Le nom et son histoire
L'épée porte le nom de Fukushima Masanori, l'un des célèbres « Sept Lances de Shizugatake », qui en était propriétaire ; la tradition veut qu'il l'ait reçue de Toyotomi Hideyoshi pour son service à la campagne d'Odawara. Masanori a été dépouillé de son domaine en 1619 pour avoir réparé le château de Hiroshima sans permission, et quand il est mort à Takaino dans la province de Shinano en 1624, son fils Masatoshi a présenté l'épée au troisième shogoun Tokugawa Iemitsu en tant que partie de l'héritage de son père. En 1627, Iemitsu l'a accordée à Tokugawa Yorifusa, premier seigneur du domaine de Mito, et elle a ensuite été transmise à la maison Matsudaira de Shishido dans la province de Hitachi, une branche fondée par le fils de Yorifusa. Au moment où le Kyōhō Meibutsu Chō a été compilé, l'épée était enregistrée comme étant entre les mains des Shishido Matsudaira.
Un trésor perdu
Rien de certain n'est connu concernant la lame après son passage aux Shishido Matsudaira, et elle reste disparue à ce jour. Certains chercheurs ont suggéré qu'une Mitsutada survivante portant une attribution incrustée Kōtoku, aujourd'hui Trésor National, pourrait être cette même épée, mais cette identification n'est pas confirmée. Ayant transité du unificateur du Japon à un grand daimyo, puis à une maison collatérale Tokugawa avant de disparaître, la Fukushima Mitsutada est un exemple classique d'une meibutsu qui ne survit que dans les registres.
Le maître Mitsutada
Mitsutada a établi l'école Osafune à Bizen au milieu de la période Kamakura, et la lignée a continué par son fils Nagamitsu et son petit-fils Kagemitsu. Il excellait dans une large et flamboyante ligne de trempe chōji-midare, un style se situant aux côtés de l'école contemporaine Fukuoka Ichimonji. On dit qu'Oda Nobunaga appréciait grandement les œuvres de Mitsutada et avait rassemblé plus de trente de ses lames, et les exemples célèbres incluent la Shokudaikiri, la Jikkyū et l'Ikoma Mitsutada. La Fukushima Mitsutada faisait partie de cet ensemble, et bien que perdue, sa forme, ses dimensions et sa valeur estimée sont toujours connues grâce au Kyōhō Meibutsu Chō.
Légendes et récits
Un héros de Shizugatake et son épée
Fukushima Masanori a servi Toyotomi Hideyoshi depuis son enfance et s'est construit une réputation de guerrier à Shizugatake, à Odawara et lors des campagnes de Corée. La célèbre Mitsutada qu'il aurait reçue de Hideyoshi ajoute une dimension de connaisseur à un homme généralement mémorisé comme un simple combattant. Parmi les autres armes que Masanori a reçues de Hideyoshi se trouvait la célèbre lance Nihongō, l'une des « trois grandes lances du Japon » — que, selon la tradition, il aurait plus tard perdue contre Mori Tomonobu lors d'un concours de beuverie.

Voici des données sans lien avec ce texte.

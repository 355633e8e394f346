//! Breadth-first worklist with a visited set keyed by canonical path

use std::{
    collections::VecDeque,
    fmt,
    path::{Path, PathBuf},
};

use anyhow::Result;
use log::trace;
use rustc_hash::FxHashSet;

use crate::types::SourceUnit;

/// An entry unit was handed to the compiler without a path.
///
/// Raised before any file is read or transformed.
#[derive(Debug, Clone, PartialEq, Eq)]
pub struct MissingPathError {
    /// Position of the offending unit in the entry list
    pub index: usize,
}

impl fmt::Display for MissingPathError {
    fn fmt(&self, f: &mut fmt::Formatter<'_>) -> fmt::Result {
        write!(
            f,
            "Entry unit #{} has no path: every file passed to the compiler must set its \
             `filename` option",
            self.index
        )
    }
}

impl std::error::Error for MissingPathError {}

/// Queue of units awaiting compilation plus the set of paths already queued.
///
/// Entry paths are all marked pending when the list is seeded, so an entry
/// that another file imports is never queued a second time.
#[derive(Debug, Default)]
pub struct Worklist {
    queue: VecDeque<SourceUnit>,
    pending: FxHashSet<PathBuf>,
}

impl Worklist {
    /// Build a worklist from the caller's entry units, in order.
    ///
    /// Fails with [`MissingPathError`] if any unit lacks a path. A path given
    /// more than once is queued at its first position only.
    pub fn seed(entries: Vec<SourceUnit>) -> Result<Self> {
        if let Some(index) = entries.iter().position(|unit| unit.path().is_none()) {
            return Err(MissingPathError { index }.into());
        }

        let mut worklist = Self::default();
        for unit in entries {
            let Some(path) = unit.path().map(Path::to_path_buf) else {
                continue;
            };
            if worklist.pending.contains(&path) {
                trace!("Dropping duplicate entry {}", path.display());
                continue;
            }
            worklist.pending.insert(path);
            worklist.queue.push_back(unit);
        }
        Ok(worklist)
    }

    /// Queue a dependency unit for `path` unless that path was seen before.
    /// Returns whether it was queued.
    pub fn enqueue(&mut self, path: PathBuf) -> bool {
        if self.pending.contains(&path) {
            return false;
        }
        trace!("Queueing {}", path.display());
        self.pending.insert(path.clone());
        self.queue.push_back(SourceUnit::new(path));
        true
    }

    pub fn pop(&mut self) -> Option<SourceUnit> {
        self.queue.pop_front()
    }

    /// Whether `path` has ever been queued in this worklist
    pub fn is_pending(&self, path: &Path) -> bool {
        self.pending.contains(path)
    }

    /// Number of units still waiting
    pub fn len(&self) -> usize {
        self.queue.len()
    }

    pub fn is_empty(&self) -> bool {
        self.queue.is_empty()
    }
}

Un legs remis aux vainqueurs
Que cette lame ait dû être remise à la maison shogunale en tant que partie de l'héritage de Masanori est éloquent. Dépouillé de son domaine en 1619 et mourant dans l'obscurité à Takaino à Shinano en 1624, Masanori incarnait le destin des daimyo qui devaient leur ascension aux Toyotomi et furent absorbés par l'ordre Tokugawa — et leurs épées coulèrent vers les vainqueurs avec eux. Ironiquement, la lame passa ensuite aux mains des Mito Tokugawa et à leur branche Shishido pour la préservation, avant de disparaître complètement des registres.